Collected data entries:
☆ ☆ ☆ ☆

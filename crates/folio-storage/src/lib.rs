//! Catalog persistence, screenshot artifact storage, and feed HTTP fetch.

use std::collections::HashSet;
use std::path::{Path, PathBuf};
use std::time::Duration;

use anyhow::Context;
use async_trait::async_trait;
use chrono::Utc;
use folio_core::{EntryChanges, EntryDraft, PortfolioEntry, ScreenshotRef};
use reqwest::StatusCode;
use sha2::{Digest, Sha256};
use sqlx::postgres::PgRow;
use sqlx::{PgPool, Row};
use thiserror::Error;
use tokio::fs;
use tokio::io::AsyncWriteExt;
use tokio::sync::Mutex;
use tracing::info_span;
use uuid::Uuid;

pub const CRATE_NAME: &str = "folio-storage";

#[derive(Debug, Error)]
pub enum CatalogError {
    #[error("database error: {0}")]
    Database(#[from] sqlx::Error),
    #[error("running migrations: {0}")]
    Migrate(#[from] sqlx::migrate::MigrateError),
    #[error("screenshot pointer json: {0}")]
    PointerJson(#[from] serde_json::Error),
    #[error("no catalog entry with id {0}")]
    NotFound(Uuid),
}

/// Repository contract for the portfolio catalog.
#[async_trait]
pub trait CatalogRepo: Send + Sync {
    async fn find_by_id(&self, id: Uuid) -> Result<Option<PortfolioEntry>, CatalogError>;

    async fn find_by_url(&self, url: &str) -> Result<Option<PortfolioEntry>, CatalogError>;

    /// Most recently modified inactive entry with exactly this name; ties on
    /// the modification time are broken by id, descending.
    async fn latest_inactive_by_name(
        &self,
        name: &str,
    ) -> Result<Option<PortfolioEntry>, CatalogError>;

    async fn create(&self, draft: EntryDraft) -> Result<PortfolioEntry, CatalogError>;

    /// Apply a partial update in one statement; unset fields stay untouched
    /// and `updated_at` is always bumped.
    async fn update(&self, id: Uuid, changes: EntryChanges)
        -> Result<PortfolioEntry, CatalogError>;

    /// Replace (or clear) the screenshot pointer. The only entry field the
    /// capture side ever writes.
    async fn set_screenshot(
        &self,
        id: Uuid,
        screenshot: Option<ScreenshotRef>,
    ) -> Result<(), CatalogError>;

    /// Bulk pass: flip every *active* entry whose URL is not in `keep_urls`
    /// to inactive and clear its screenshot pointer. Entries that are already
    /// inactive are not touched, so their `updated_at` keeps ordering the
    /// name-match fallback. Returns the ids this call deactivated.
    async fn deactivate_except(
        &self,
        keep_urls: &HashSet<String>,
    ) -> Result<Vec<Uuid>, CatalogError>;

    /// Active entries ordered by name.
    async fn list_active(&self) -> Result<Vec<PortfolioEntry>, CatalogError>;

    async fn count(&self) -> Result<u64, CatalogError>;
}

/// Postgres-backed catalog. Runtime-verified `sqlx::query` is used so no
/// database is needed at compile time.
#[derive(Debug, Clone)]
pub struct PgCatalog {
    pool: PgPool,
}

impl PgCatalog {
    pub async fn connect(database_url: &str) -> Result<Self, CatalogError> {
        let pool = PgPool::connect(database_url).await?;
        Ok(Self { pool })
    }

    pub fn from_pool(pool: PgPool) -> Self {
        Self { pool }
    }

    pub fn pool(&self) -> &PgPool {
        &self.pool
    }

    /// Apply pending migrations from this crate's `migrations/` directory.
    pub async fn migrate(&self) -> Result<(), CatalogError> {
        sqlx::migrate!("./migrations").run(&self.pool).await?;
        Ok(())
    }
}

fn entry_from_row(row: &PgRow) -> Result<PortfolioEntry, CatalogError> {
    let screenshot = row
        .try_get::<Option<serde_json::Value>, _>("screenshot")?
        .map(serde_json::from_value::<ScreenshotRef>)
        .transpose()?;

    Ok(PortfolioEntry {
        id: row.try_get("id")?,
        name: row.try_get("name")?,
        url: row.try_get("url")?,
        tagline: row.try_get("tagline")?,
        active: row.try_get("active")?,
        screenshot,
        created_at: row.try_get("created_at")?,
        updated_at: row.try_get("updated_at")?,
    })
}

#[async_trait]
impl CatalogRepo for PgCatalog {
    async fn find_by_id(&self, id: Uuid) -> Result<Option<PortfolioEntry>, CatalogError> {
        let row = sqlx::query(
            r#"
            SELECT id, name, url, tagline, active, screenshot, created_at, updated_at
              FROM portfolios
             WHERE id = $1
            "#,
        )
        .bind(id)
        .fetch_optional(&self.pool)
        .await?;

        row.as_ref().map(entry_from_row).transpose()
    }

    async fn find_by_url(&self, url: &str) -> Result<Option<PortfolioEntry>, CatalogError> {
        let row = sqlx::query(
            r#"
            SELECT id, name, url, tagline, active, screenshot, created_at, updated_at
              FROM portfolios
             WHERE url = $1
            "#,
        )
        .bind(url)
        .fetch_optional(&self.pool)
        .await?;

        row.as_ref().map(entry_from_row).transpose()
    }

    async fn latest_inactive_by_name(
        &self,
        name: &str,
    ) -> Result<Option<PortfolioEntry>, CatalogError> {
        let row = sqlx::query(
            r#"
            SELECT id, name, url, tagline, active, screenshot, created_at, updated_at
              FROM portfolios
             WHERE name = $1
               AND active = FALSE
             ORDER BY updated_at DESC, id DESC
             LIMIT 1
            "#,
        )
        .bind(name)
        .fetch_optional(&self.pool)
        .await?;

        row.as_ref().map(entry_from_row).transpose()
    }

    async fn create(&self, draft: EntryDraft) -> Result<PortfolioEntry, CatalogError> {
        let row = sqlx::query(
            r#"
            INSERT INTO portfolios (id, name, url, tagline, active, screenshot, created_at, updated_at)
            VALUES ($1, $2, $3, $4, $5, NULL, $6, $6)
            RETURNING id, name, url, tagline, active, screenshot, created_at, updated_at
            "#,
        )
        .bind(Uuid::new_v4())
        .bind(&draft.name)
        .bind(&draft.url)
        .bind(&draft.tagline)
        .bind(draft.active)
        .bind(Utc::now())
        .fetch_one(&self.pool)
        .await?;

        entry_from_row(&row)
    }

    async fn update(
        &self,
        id: Uuid,
        changes: EntryChanges,
    ) -> Result<PortfolioEntry, CatalogError> {
        let set_tagline = changes.tagline.is_some();
        let tagline = changes.tagline.clone().flatten();

        let row = sqlx::query(
            r#"
            UPDATE portfolios
               SET name = COALESCE($2, name),
                   url = COALESCE($3, url),
                   tagline = CASE WHEN $4 THEN $5 ELSE tagline END,
                   active = COALESCE($6, active),
                   updated_at = $7
             WHERE id = $1
            RETURNING id, name, url, tagline, active, screenshot, created_at, updated_at
            "#,
        )
        .bind(id)
        .bind(&changes.name)
        .bind(&changes.url)
        .bind(set_tagline)
        .bind(&tagline)
        .bind(changes.active)
        .bind(Utc::now())
        .fetch_optional(&self.pool)
        .await?;

        match row {
            Some(row) => entry_from_row(&row),
            None => Err(CatalogError::NotFound(id)),
        }
    }

    async fn set_screenshot(
        &self,
        id: Uuid,
        screenshot: Option<ScreenshotRef>,
    ) -> Result<(), CatalogError> {
        let pointer = screenshot.map(serde_json::to_value).transpose()?;

        let result = sqlx::query(
            r#"
            UPDATE portfolios
               SET screenshot = $2,
                   updated_at = $3
             WHERE id = $1
            "#,
        )
        .bind(id)
        .bind(pointer)
        .bind(Utc::now())
        .execute(&self.pool)
        .await?;

        if result.rows_affected() == 0 {
            return Err(CatalogError::NotFound(id));
        }
        Ok(())
    }

    async fn deactivate_except(
        &self,
        keep_urls: &HashSet<String>,
    ) -> Result<Vec<Uuid>, CatalogError> {
        let keep: Vec<String> = keep_urls.iter().cloned().collect();

        let rows = sqlx::query(
            r#"
            UPDATE portfolios
               SET active = FALSE,
                   screenshot = NULL,
                   updated_at = $2
             WHERE active = TRUE
               AND url <> ALL($1)
            RETURNING id
            "#,
        )
        .bind(&keep)
        .bind(Utc::now())
        .fetch_all(&self.pool)
        .await?;

        rows.iter()
            .map(|row| row.try_get("id").map_err(CatalogError::from))
            .collect()
    }

    async fn list_active(&self) -> Result<Vec<PortfolioEntry>, CatalogError> {
        let rows = sqlx::query(
            r#"
            SELECT id, name, url, tagline, active, screenshot, created_at, updated_at
              FROM portfolios
             WHERE active = TRUE
             ORDER BY name ASC, id ASC
            "#,
        )
        .fetch_all(&self.pool)
        .await?;

        rows.iter().map(entry_from_row).collect()
    }

    async fn count(&self) -> Result<u64, CatalogError> {
        let row = sqlx::query("SELECT COUNT(*) AS total FROM portfolios")
            .fetch_one(&self.pool)
            .await?;
        let total: i64 = row.try_get("total")?;
        Ok(total as u64)
    }
}

/// In-memory catalog with the same observable semantics as [`PgCatalog`].
/// Backs the test suites and any tooling that wants a database-free run.
#[derive(Debug, Default)]
pub struct MemoryCatalog {
    entries: Mutex<Vec<PortfolioEntry>>,
}

impl MemoryCatalog {
    pub fn new() -> Self {
        Self::default()
    }

    /// Full copy of the catalog, in insertion order.
    pub async fn snapshot(&self) -> Vec<PortfolioEntry> {
        self.entries.lock().await.clone()
    }
}

#[async_trait]
impl CatalogRepo for MemoryCatalog {
    async fn find_by_id(&self, id: Uuid) -> Result<Option<PortfolioEntry>, CatalogError> {
        let entries = self.entries.lock().await;
        Ok(entries.iter().find(|e| e.id == id).cloned())
    }

    async fn find_by_url(&self, url: &str) -> Result<Option<PortfolioEntry>, CatalogError> {
        let entries = self.entries.lock().await;
        Ok(entries.iter().find(|e| e.url == url).cloned())
    }

    async fn latest_inactive_by_name(
        &self,
        name: &str,
    ) -> Result<Option<PortfolioEntry>, CatalogError> {
        let entries = self.entries.lock().await;
        Ok(entries
            .iter()
            .filter(|e| !e.active && e.name == name)
            .max_by_key(|e| (e.updated_at, e.id))
            .cloned())
    }

    async fn create(&self, draft: EntryDraft) -> Result<PortfolioEntry, CatalogError> {
        let now = Utc::now();
        let entry = PortfolioEntry {
            id: Uuid::new_v4(),
            name: draft.name,
            url: draft.url,
            tagline: draft.tagline,
            active: draft.active,
            screenshot: None,
            created_at: now,
            updated_at: now,
        };

        let mut entries = self.entries.lock().await;
        entries.push(entry.clone());
        Ok(entry)
    }

    async fn update(
        &self,
        id: Uuid,
        changes: EntryChanges,
    ) -> Result<PortfolioEntry, CatalogError> {
        let mut entries = self.entries.lock().await;
        let entry = entries
            .iter_mut()
            .find(|e| e.id == id)
            .ok_or(CatalogError::NotFound(id))?;

        if let Some(name) = changes.name {
            entry.name = name;
        }
        if let Some(url) = changes.url {
            entry.url = url;
        }
        if let Some(tagline) = changes.tagline {
            entry.tagline = tagline;
        }
        if let Some(active) = changes.active {
            entry.active = active;
        }
        entry.updated_at = Utc::now();
        Ok(entry.clone())
    }

    async fn set_screenshot(
        &self,
        id: Uuid,
        screenshot: Option<ScreenshotRef>,
    ) -> Result<(), CatalogError> {
        let mut entries = self.entries.lock().await;
        let entry = entries
            .iter_mut()
            .find(|e| e.id == id)
            .ok_or(CatalogError::NotFound(id))?;
        entry.screenshot = screenshot;
        entry.updated_at = Utc::now();
        Ok(())
    }

    async fn deactivate_except(
        &self,
        keep_urls: &HashSet<String>,
    ) -> Result<Vec<Uuid>, CatalogError> {
        let now = Utc::now();
        let mut deactivated = Vec::new();

        let mut entries = self.entries.lock().await;
        for entry in entries.iter_mut() {
            if entry.active && !keep_urls.contains(&entry.url) {
                entry.active = false;
                entry.screenshot = None;
                entry.updated_at = now;
                deactivated.push(entry.id);
            }
        }
        Ok(deactivated)
    }

    async fn list_active(&self) -> Result<Vec<PortfolioEntry>, CatalogError> {
        let entries = self.entries.lock().await;
        let mut active: Vec<PortfolioEntry> =
            entries.iter().filter(|e| e.active).cloned().collect();
        active.sort_by(|a, b| a.name.cmp(&b.name).then(a.id.cmp(&b.id)));
        Ok(active)
    }

    async fn count(&self) -> Result<u64, CatalogError> {
        let entries = self.entries.lock().await;
        Ok(entries.len() as u64)
    }
}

☆ ☆ ☆ ☆

**What the task requires**: Reply with one number, the count of lines in the entries that hold the string "PgPool".

**Response to this task**: 5